I just thought of another one for me, although I’m not sure it’s quite in the spirit of the thread as I wish I did have one: a DISHWASHER.

In all my years of adulthood, I’ve almost never had a dishwasher, due to a combination of living in developing countries, old houses, or in homes with kitchens that simply couldn’t be configured for one.

I love to cook, so I end up spending a lot of time doing dishes. Luckily my current home has a deep windowsill above the kitchen sink, so I often put my computer there and watch streaming TV while dishwashing. Not so bad, but it is still a time sink (no pun intended).

They still make modern electric pizzelle bakers. They’re more or less a waffle iron with weird plates. My new wife has one.

Fair point. Reel-to-reel tape decks have already been cited as a modern device our parents had that posters don’t have now, so I guess slide rules fit in the same category. My own dad had both. I have his slide rule now, but only as a keepsake, not something I use.

TV trays. I still eat my in front of the TV but my lap suffices.

[Speaking about a countertop broiler] My mother had one, too, back in the '60’s. She’d cook my father a steak every morning and many evenings in it. It was easier to keep an eye on the doneness of the meat in it than in the oven broiler. I think it may have been easier to clean afterwards, too.

Heh heh. Both things I had and my adult kids don’t. Still have in the case of the slide rule.
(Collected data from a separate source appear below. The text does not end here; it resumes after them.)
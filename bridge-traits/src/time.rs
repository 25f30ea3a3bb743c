//! Time and Logging Abstractions
//!
//! Provides an injectable time source and a logging sink for testing and
//! host integration. The engine persists wall-clock timestamps (sleep-timer
//! deadlines, playtime saves) through [`Clock`], so tests can move time
//! without touching the system clock.

use chrono::{DateTime, Duration as ChronoDuration, Utc};
use parking_lot::Mutex;
use serde::{Deserialize, Serialize};
use std::collections::HashMap;

use crate::error::Result;

/// Time source trait
///
/// # Example
///
/// ```ignore
/// use bridge_traits::time::Clock;
///
/// fn saved_at(clock: &dyn Clock) -> i64 {
///     clock.unix_timestamp_millis()
/// }
/// ```
pub trait Clock: Send + Sync {
    /// Get current UTC time
    fn now(&self) -> DateTime<Utc>;

    /// Get current Unix timestamp in seconds
    fn unix_timestamp(&self) -> i64 {
        self.now().timestamp()
    }

    /// Get current Unix timestamp in milliseconds
    fn unix_timestamp_millis(&self) -> i64 {
        self.now().timestamp_millis()
    }
}

/// System clock implementation using actual system time
#[derive(Debug, Clone, Default)]
pub struct SystemClock;

impl Clock for SystemClock {
    fn now(&self) -> DateTime<Utc> {
        Utc::now()
    }
}

/// Clock that only moves when told to.
#[derive(Debug)]
pub struct ManualClock {
    now: Mutex<DateTime<Utc>>,
}

impl ManualClock {
    pub fn new(start: DateTime<Utc>) -> Self {
        Self {
            now: Mutex::new(start),
        }
    }

    /// Start at the given Unix timestamp (milliseconds).
    pub fn at_millis(millis: i64) -> Self {
        let start = DateTime::<Utc>::from_timestamp_millis(millis).unwrap_or_default();
        Self::new(start)
    }

    pub fn advance(&self, by: std::time::Duration) {
        let delta = ChronoDuration::from_std(by).unwrap_or(ChronoDuration::zero());
        let mut now = self.now.lock();
        *now += delta;
    }

    pub fn set(&self, to: DateTime<Utc>) {
        *self.now.lock() = to;
    }
}

impl Clock for ManualClock {
    fn now(&self) -> DateTime<Utc> {
        *self.now.lock()
    }
}

/// Log level
#[derive(Debug, Clone, Copy, PartialEq, Eq, PartialOrd, Ord, Serialize, Deserialize)]
pub enum LogLevel {
    Trace,
    Debug,
    Info,
    Warn,
    Error,
}

/// Structured log entry
#[derive(Debug, Clone, Serialize, Deserialize)]
pub struct LogEntry {
    pub level: LogLevel,
    pub timestamp: DateTime<Utc>,
    /// Target module/component
    pub target: String,
    pub message: String,
    /// Structured fields
    pub fields: HashMap<String, String>,
    pub span_id: Option<String>,
}

impl LogEntry {
    pub fn new(level: LogLevel, target: impl Into<String>, message: impl Into<String>) -> Self {
        Self {
            level,
            timestamp: Utc::now(),
            target: target.into(),
            message: message.into(),
            fields: HashMap::new(),
            span_id: None,
        }
    }

    pub fn with_field(mut self, key: impl Into<String>, value: impl Into<String>) -> Self {
        self.fields.insert(key.into(), value.into());
        self
    }

    pub fn with_span_id(mut self, span_id: impl Into<String>) -> Self {
        self.span_id = Some(span_id.into());
        self
    }
}

/// Logger sink trait
///
/// Forwards structured logs from the engine to the host logging pipeline
/// (browser console, OSLog, Logcat, a log file).
///
/// Implementations must not block: `log` is called from a tracing layer on
/// the engine's task.
#[async_trait::async_trait]
pub trait LoggerSink: Send + Sync {
    /// Forward a log entry to the host logging system
    async fn log(&self, entry: LogEntry) -> Result<()>;

    /// Flush any buffered logs
    async fn flush(&self) -> Result<()> {
        Ok(())
    }

    /// Minimum level this sink wants to see.
    fn min_level(&self) -> LogLevel {
        LogLevel::Info
    }
}

/// Console logger for development
#[derive(Debug, Clone)]
pub struct ConsoleLogger {
    pub min_level: LogLevel,
}

impl Default for ConsoleLogger {
    fn default() -> Self {
        Self {
            min_level: LogLevel::Info,
        }
    }
}

#[async_trait::async_trait]
impl LoggerSink for ConsoleLogger {
    async fn log(&self, entry: LogEntry) -> Result<()> {
        if entry.level < self.min_level {
            return Ok(());
        }

        let level_str = match entry.level {
            LogLevel::Trace => "TRACE",
            LogLevel::Debug => "DEBUG",
            LogLevel::Info => "INFO",
            LogLevel::Warn => "WARN",
            LogLevel::Error => "ERROR",
        };

        if entry.fields.is_empty() {
            println!(
                "[{}] {} {}: {}",
                entry.timestamp.format("%H:%M:%S%.3f"),
                level_str,
                entry.target,
                entry.message
            );
        } else {
            let mut fields: Vec<_> = entry.fields.iter().collect();
            fields.sort();
            println!(
                "[{}] {} {}: {} {:?}",
                entry.timestamp.format("%H:%M:%S%.3f"),
                level_str,
                entry.target,
                entry.message,
                fields
            );
        }
        Ok(())
    }

    fn min_level(&self) -> LogLevel {
        self.min_level
    }
}

#[cfg(test)]
mod tests {
    use super::*;
    use std::time::Duration;

    #[test]
    fn test_system_clock() {
        let clock = SystemClock;
        let now = clock.now();
        let timestamp = clock.unix_timestamp();

        assert!(timestamp > 0);
        assert!(now.timestamp() <= timestamp);
    }

    #[test]
    fn test_manual_clock_advances_only_on_request() {
        let clock = ManualClock::at_millis(1_000);
        assert_eq!(clock.unix_timestamp_millis(), 1_000);

        clock.advance(Duration::from_secs(90));
        assert_eq!(clock.unix_timestamp_millis(), 91_000);
        assert_eq!(clock.unix_timestamp(), 91);
    }

    #[test]
    fn test_log_entry_builder() {
        let entry = LogEntry::new(LogLevel::Warn, "core_playback", "stall detected")
            .with_field("track_id", "12")
            .with_span_id("span-7");

        assert_eq!(entry.level, LogLevel::Warn);
        assert_eq!(entry.target, "core_playback");
        assert_eq!(entry.fields.get("track_id"), Some(&"12".to_string()));
        assert_eq!(entry.span_id.as_deref(), Some("span-7"));
    }

    #[tokio::test]
    async fn test_console_logger_filters_below_min_level() {
        let logger = ConsoleLogger {
            min_level: LogLevel::Error,
        };
        logger
            .log(LogEntry::new(LogLevel::Debug, "test", "ignored"))
            .await
            .unwrap();
        assert_eq!(logger.min_level(), LogLevel::Error);
    }
}
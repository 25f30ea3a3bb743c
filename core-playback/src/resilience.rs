//! # Network Resilience Monitor
//!
//! Turns classified playback failures into recovery decisions. The monitor
//! only keeps counters and the connectivity flag; the engine carries out the
//! decision (arming a timer, reloading, skipping).
//!
//! ## Decision table
//!
//! | Failure | Condition | Decision |
//! |---------|-----------|----------|
//! | transient / aborted | offline | wait for reconnect |
//! | transient / aborted | attempts below ceiling | retry after backoff |
//! | transient / aborted | ceiling reached | treated as unplayable |
//! | unplayable | streak below threshold | skip after short delay |
//! | unplayable | streak at threshold | cooldown, streak reset |
//! | permission denied | first time for track | retry play after short delay |
//! | permission denied | again | wait for user interaction |

use crate::config::PlaybackConfig;
use crate::error::ErrorKind;
use std::time::Duration;
use tracing::{debug, info, warn};

/// Limits and delays driving [`ResilienceMonitor`] decisions.
#[derive(Debug, Clone, Copy, PartialEq, Eq)]
pub struct RetryPolicy {
    pub max_retry_attempts: u32,
    pub max_consecutive_failures: u32,
    pub retry_backoff: Duration,
    pub skip_delay: Duration,
    pub permission_retry_delay: Duration,
}

impl RetryPolicy {
    pub fn cooldown_delay(&self) -> Duration {
        self.skip_delay * 10
    }
}

impl Default for RetryPolicy {
    fn default() -> Self {
        Self::from(&PlaybackConfig::default())
    }
}

impl From<&PlaybackConfig> for RetryPolicy {
    fn from(config: &PlaybackConfig) -> Self {
        Self {
            max_retry_attempts: config.max_retry_attempts,
            max_consecutive_failures: config.max_consecutive_failures,
            retry_backoff: config.retry_backoff,
            skip_delay: config.skip_delay,
            permission_retry_delay: config.permission_retry_delay,
        }
    }
}

/// What the engine should do about a failure.
#[derive(Debug, Clone, Copy, PartialEq, Eq)]
pub enum RecoveryDecision {
    /// Offline: do nothing until connectivity returns.
    AwaitReconnect,
    /// Reload the active resource, restore its position and play again.
    Retry { delay: Duration, attempt: u32 },
    /// Call play again on the same resource without reloading.
    RetryPlay { delay: Duration },
    /// Move on to the next track.
    Skip { delay: Duration },
    /// Move on to the next track after a long pause.
    Cooldown { delay: Duration },
    /// Stop automatic recovery until the user acts.
    AwaitInteraction,
}

impl RecoveryDecision {
    pub fn delay(&self) -> Option<Duration> {
        match self {
            RecoveryDecision::Retry { delay, .. }
            | RecoveryDecision::RetryPlay { delay }
            | RecoveryDecision::Skip { delay }
            | RecoveryDecision::Cooldown { delay } => Some(*delay),
            RecoveryDecision::AwaitReconnect | RecoveryDecision::AwaitInteraction => None,
        }
    }

    pub fn skips(&self) -> bool {
        matches!(
            self,
            RecoveryDecision::Skip { .. } | RecoveryDecision::Cooldown { .. }
        )
    }
}

#[derive(Debug, Clone)]
pub struct ResilienceMonitor {
    policy: RetryPolicy,
    online: bool,
    retry_attempts: u32,
    failure_streak: u32,
    permission_retried: bool,
}

impl ResilienceMonitor {
    pub fn new(policy: RetryPolicy) -> Self {
        Self {
            policy,
            online: true,
            retry_attempts: 0,
            failure_streak: 0,
            permission_retried: false,
        }
    }

    pub fn policy(&self) -> &RetryPolicy {
        &self.policy
    }

    pub fn is_online(&self) -> bool {
        self.online
    }

    /// Record connectivity. Returns `true` on an offline → online transition.
    pub fn set_online(&mut self, online: bool) -> bool {
        let reconnected = online && !self.online;
        if online != self.online {
            info!("Connectivity changed: {}", if online { "online" } else { "offline" });
        }
        self.online = online;
        reconnected
    }

    pub fn retry_attempts(&self) -> u32 {
        self.retry_attempts
    }

    pub fn failure_streak(&self) -> u32 {
        self.failure_streak
    }

    /// Decide how to recover from a failure of the active track.
    pub fn on_error(&mut self, kind: ErrorKind) -> RecoveryDecision {
        let decision = match kind {
            ErrorKind::TransientNetwork | ErrorKind::AbortedBySwap => self.on_transient(),
            ErrorKind::PermissionDenied => self.on_permission_denied(),
            ErrorKind::Exhausted => RecoveryDecision::AwaitInteraction,
            ErrorKind::ResourceUnplayable | ErrorKind::Other => self.on_unplayable(),
        };
        debug!(
            "Recovery decision for {:?}: {:?} (attempts={}, streak={})",
            kind, decision, self.retry_attempts, self.failure_streak
        );
        decision
    }

    fn on_transient(&mut self) -> RecoveryDecision {
        if !self.online {
            return RecoveryDecision::AwaitReconnect;
        }

        self.retry_attempts += 1;
        if self.retry_attempts < self.policy.max_retry_attempts {
            return RecoveryDecision::Retry {
                delay: self.policy.retry_backoff,
                attempt: self.retry_attempts,
            };
        }

        warn!(
            "Retry ceiling of {} reached, giving up on track",
            self.policy.max_retry_attempts
        );
        self.on_unplayable()
    }

    fn on_unplayable(&mut self) -> RecoveryDecision {
        self.failure_streak += 1;
        if self.failure_streak >= self.policy.max_consecutive_failures {
            warn!(
                "{} unplayable tracks in a row, cooling down for {:?}",
                self.failure_streak,
                self.policy.cooldown_delay()
            );
            self.failure_streak = 0;
            return RecoveryDecision::Cooldown {
                delay: self.policy.cooldown_delay(),
            };
        }
        RecoveryDecision::Skip {
            delay: self.policy.skip_delay,
        }
    }

    fn on_permission_denied(&mut self) -> RecoveryDecision {
        if self.permission_retried {
            return RecoveryDecision::AwaitInteraction;
        }
        self.permission_retried = true;
        RecoveryDecision::RetryPlay {
            delay: self.policy.permission_retry_delay,
        }
    }

    /// The active resource is producing audio.
    pub fn on_decode_confirmed(&mut self) {
        if self.failure_streak > 0 || self.retry_attempts > 0 {
            debug!("Decode confirmed, clearing failure counters");
        }
        self.failure_streak = 0;
        self.retry_attempts = 0;
        self.permission_retried = false;
    }

    /// A different track became active.
    pub fn on_track_changed(&mut self) {
        self.retry_attempts = 0;
        self.permission_retried = false;
    }
}

impl Default for ResilienceMonitor {
    fn default() -> Self {
        Self::new(RetryPolicy::default())
    }
}

#[cfg(test)]
mod tests {
    use super::*;

    fn monitor() -> ResilienceMonitor {
        ResilienceMonitor::default()
    }

    #[test]
    fn transient_retries_until_ceiling() {
        let mut m = monitor();
        assert_eq!(
            m.on_error(ErrorKind::TransientNetwork),
            RecoveryDecision::Retry {
                delay: Duration::from_secs(2),
                attempt: 1
            }
        );
        assert!(matches!(
            m.on_error(ErrorKind::TransientNetwork),
            RecoveryDecision::Retry { attempt: 2, .. }
        ));
        // Third consecutive failure: no more retries for this track.
        assert_eq!(
            m.on_error(ErrorKind::TransientNetwork),
            RecoveryDecision::Skip {
                delay: Duration::from_secs(1)
            }
        );
        assert_eq!(m.failure_streak(), 1);
    }

    #[test]
    fn offline_waits_without_counting() {
        let mut m = monitor();
        m.set_online(false);
        for _ in 0..10 {
            assert_eq!(
                m.on_error(ErrorKind::TransientNetwork),
                RecoveryDecision::AwaitReconnect
            );
        }
        assert_eq!(m.retry_attempts(), 0);
        assert!(m.set_online(true));
        assert!(!m.set_online(true));
    }

    #[test]
    fn unplayable_streak_triggers_cooldown_and_resets() {
        let mut m = monitor();
        for _ in 0..14 {
            assert!(matches!(
                m.on_error(ErrorKind::ResourceUnplayable),
                RecoveryDecision::Skip { .. }
            ));
        }
        assert_eq!(
            m.on_error(ErrorKind::ResourceUnplayable),
            RecoveryDecision::Cooldown {
                delay: Duration::from_secs(10)
            }
        );
        assert_eq!(m.failure_streak(), 0);
        assert!(matches!(
            m.on_error(ErrorKind::ResourceUnplayable),
            RecoveryDecision::Skip { .. }
        ));
    }

    #[test]
    fn decode_confirmation_resets_counters() {
        let mut m = monitor();
        m.on_error(ErrorKind::TransientNetwork);
        m.on_error(ErrorKind::ResourceUnplayable);
        m.on_decode_confirmed();
        assert_eq!(m.retry_attempts(), 0);
        assert_eq!(m.failure_streak(), 0);
    }

    #[test]
    fn track_change_resets_retries_but_not_streak() {
        let mut m = monitor();
        m.on_error(ErrorKind::TransientNetwork);
        m.on_error(ErrorKind::ResourceUnplayable);
        m.on_track_changed();
        assert_eq!(m.retry_attempts(), 0);
        assert_eq!(m.failure_streak(), 1);
    }

    #[test]
    fn permission_denied_retries_once() {
        let mut m = monitor();
        assert_eq!(
            m.on_error(ErrorKind::PermissionDenied),
            RecoveryDecision::RetryPlay {
                delay: Duration::from_millis(500)
            }
        );
        assert_eq!(
            m.on_error(ErrorKind::PermissionDenied),
            RecoveryDecision::AwaitInteraction
        );
        m.on_track_changed();
        assert!(matches!(
            m.on_error(ErrorKind::PermissionDenied),
            RecoveryDecision::RetryPlay { .. }
        ));
    }

    #[test]
    fn decision_helpers() {
        assert!(RecoveryDecision::Cooldown {
            delay: Duration::from_secs(10)
        }
        .skips());
        assert_eq!(RecoveryDecision::AwaitReconnect.delay(), None);
    }
}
Sometime in the 80s, my parents purchased an actual Word Processor. It looked like a glorified electric typewriter, with an LED screen that showed perhaps 3 or 4 lines of the text you were typing. It had a built-in dot-matrix printer for output. IIRC, you could save your files on a small floppy disk. I don’t remember what formatting options were included, and I also have no idea what brand it was.

The resume writing service that helped me in 1987-88 used Wang machines. It could do bold, italics and underlined text and right, center and left indentation for pieces of text on the same line.

I still have copies of my resume from that time. The print quality (some kind of high density dot matrix, I think) looks terrible by todays standards and indeed compared to my 1992 resume (WordPerfect on an HP LaserJet)

The one I had in the early 1990s was a Brother with a daisy wheel (it may have had two so you could switch from elite to pica). It looked something like this…

We lived in a large house, so we had intercoms in many of the rooms. It allowed my mom to call us without screaming. It was also a radio, so she played it a lot. “Luncheon at the Music Center” was one of her favorite shows, with lots of classical music, concerts, and operas, followed by learned discussions over a background of clinking cutlery and tableware. She also played a lot of Japanese music for some reason. (We’re Irish American.) There were 8 of us kids, so perhaps she found it soothing.
I don’t know if anyone has already mentioned this, but an electric carving knife. Are those still popular today?